After two interviews the employer wanted to meet for lunch to do the official offer. He reccomended a place and he also suggested I order this certain dish. Some pasta dish. I agreed we ate, nothing to it. He offers me the job and tells me that he offered it to me becuase of how I seasoned the food. Meaning I tried it first then adjusted rather than just dumping salt on it. Which to him said that I was willing to try things another way before just making my own changes and doing it my way. I found out that lots of employers have done this in the past and it was a shock to me. I guess you can tell alot about a person based on food choices and habits, more than I normally would have thought.

I've often been disgusted and stopped dating a person after they treated a server bad or made a ridiculous scene at a restaurant.

nocturnalsunshine (love the name!),

I think this is a great litmus test, as it goes beyond social skills and gets to the methods involved in a person's thinking, though in this case I would liken it more to a person's gathering information before acting rather than doing things his "own way."

However, I think he was on the right track -- and I'll keep that one in my back pocket. :)

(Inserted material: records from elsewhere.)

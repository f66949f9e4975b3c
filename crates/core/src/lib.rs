pub mod config;
pub mod domain;
pub mod errors;

pub use domain::conversation::{Message, MessageRole, ThreadId};
pub use domain::order::{OrderId, OrderRecord, OrderStatus};
pub use errors::{ApplicationError, DomainError, InterfaceError};
use std::env;
use std::fs;
use std::path::Path;

use returndesk_core::config::{detect_config_path, AppConfig, LoadOptions};
use secrecy::ExposeSecret;
use toml::Value;

pub fn run() -> String {
    let config = match AppConfig::load(LoadOptions::default()) {
        Ok(config) => config,
        Err(error) => return format!("config validation failed: {error}"),
    };

    let config_file_path = detect_config_path();
    let config_file_doc = load_config_file_doc(config_file_path.as_deref());

    let mut lines = vec!["effective config (source precedence: env > file > default):".to_string()];
    for (key, value, env_keys) in effective_fields(&config) {
        let source =
            field_source(key, env_keys, config_file_doc.as_ref(), config_file_path.as_deref());
        lines.push(render_line(key, &value, source));
    }

    lines.join("\n")
}

type Field = (&'static str, String, &'static [&'static str]);

fn effective_fields(config: &AppConfig) -> Vec<Field> {
    let api_key = config
        .llm
        .api_key
        .as_ref()
        .map(|key| redact_token(key.expose_secret()))
        .unwrap_or_else(|| "<unset>".to_string());

    vec![
        ("database.url", config.database.url.clone(), &["RETURNDESK_DATABASE_URL"]),
        (
            "database.max_connections",
            config.database.max_connections.to_string(),
            &["RETURNDESK_DATABASE_MAX_CONNECTIONS"],
        ),
        (
            "database.timeout_secs",
            config.database.timeout_secs.to_string(),
            &["RETURNDESK_DATABASE_TIMEOUT_SECS"],
        ),
        ("llm.provider", format!("{:?}", config.llm.provider), &["RETURNDESK_LLM_PROVIDER"]),
        ("llm.model", config.llm.model.clone(), &["RETURNDESK_LLM_MODEL"]),
        (
            "llm.router_model",
            config.llm.classification_model().to_string(),
            &["RETURNDESK_LLM_ROUTER_MODEL"],
        ),
        (
            "llm.base_url",
            config.llm.base_url.clone().unwrap_or_else(|| "<unset>".to_string()),
            &["RETURNDESK_LLM_BASE_URL"],
        ),
        ("llm.api_key", api_key, &["RETURNDESK_LLM_API_KEY"]),
        ("llm.timeout_secs", config.llm.timeout_secs.to_string(), &["RETURNDESK_LLM_TIMEOUT_SECS"]),
        (
            "policy.document_path",
            config.policy.document_path.display().to_string(),
            &["RETURNDESK_POLICY_DOCUMENT_PATH"],
        ),
        (
            "agent.call_timeout_secs",
            config.agent.call_timeout_secs.to_string(),
            &["RETURNDESK_AGENT_CALL_TIMEOUT_SECS"],
        ),
        (
            "agent.review_queries",
            config.agent.review_queries.to_string(),
            &["RETURNDESK_AGENT_REVIEW_QUERIES"],
        ),
        (
            "agent.reply_language",
            config.agent.reply_language.clone(),
            &["RETURNDESK_AGENT_REPLY_LANGUAGE"],
        ),
        (
            "sessions.backend",
            format!("{:?}", config.sessions.backend),
            &["RETURNDESK_SESSIONS_BACKEND"],
        ),
        (
            "sessions.idle_ttl_secs",
            config.sessions.idle_ttl_secs.to_string(),
            &["RETURNDESK_SESSIONS_IDLE_TTL_SECS"],
        ),
        (
            "returns.enforce_window",
            config.returns.enforce_window.to_string(),
            &["RETURNDESK_RETURNS_ENFORCE_WINDOW"],
        ),
        (
            "returns.window_days",
            config.returns.window_days.to_string(),
            &["RETURNDESK_RETURNS_WINDOW_DAYS"],
        ),
        ("server.bind_address", config.server.bind_address.clone(), &["RETURNDESK_SERVER_BIND_ADDRESS"]),
        ("server.port", config.server.port.to_string(), &["RETURNDESK_SERVER_PORT"]),
        (
            "server.allowed_origins",
            config.server.allowed_origins.join(","),
            &["RETURNDESK_SERVER_ALLOWED_ORIGINS"],
        ),
        (
            "logging.level",
            config.logging.level.clone(),
            &["RETURNDESK_LOGGING_LEVEL", "RETURNDESK_LOG_LEVEL"],
        ),
        (
            "logging.format",
            format!("{:?}", config.logging.format),
            &["RETURNDESK_LOGGING_FORMAT", "RETURNDESK_LOG_FORMAT"],
        ),
    ]
}

fn load_config_file_doc(path: Option<&Path>) -> Option<Value> {
    let path = path?;
    let raw = fs::read_to_string(path).ok()?;
    raw.parse::<Value>().ok()
}

fn field_source(
    key_path: &str,
    env_keys: &[&str],
    config_file_doc: Option<&Value>,
    config_file_path: Option<&Path>,
) -> String {
    if let Some(env_key) = env_keys.iter().find(|key| env::var_os(key).is_some()) {
        return format!("env ({env_key})");
    }

    if let Some(doc) = config_file_doc {
        if contains_path(doc, key_path) {
            let file_path = config_file_path
                .map(|path| path.display().to_string())
                .unwrap_or_else(|| "config file".to_string());
            return format!("file ({file_path})");
        }
    }

    "default".to_string()
}

fn contains_path(root: &Value, key_path: &str) -> bool {
    let mut current = root;
    for key in key_path.split('.') {
        let Some(next) = current.get(key) else {
            return false;
        };
        current = next;
    }
    true
}

fn render_line(key: &str, value: &str, source: String) -> String {
    format!("- {key} = {value} (source: {source})")
}

/// Keeps a recognisable key prefix (`sk-`) and hides the rest.
fn redact_token(token: &str) -> String {
    let trimmed = token.trim();
    if trimmed.is_empty() {
        return "<empty>".to_string();
    }

    if let Some((prefix, _)) = trimmed.split_once('-') {
        return format!("{prefix}-***");
    }

    "<redacted>".to_string()
}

As far as the treatment of service staff goes, that's a litmus test for any kind of relationship for me, whether professional or personal. There is simply no place for being rude to others as a way of life, no matter where they are in the pecking order. When they deserve it, by all means let them have it, but this should be the exception rather than the rule. For me it's still a very last resort.


Jennifer L. Iannolo

Founder, Editor-in-Chief

The Gilded Fork

Food Philosophy. Sensuality. Sass.

Home of the Culinary Podcast Network

Never trust a woman who doesn't like to eat. She is probably lousy in bed. (attributed to Federico Fellini)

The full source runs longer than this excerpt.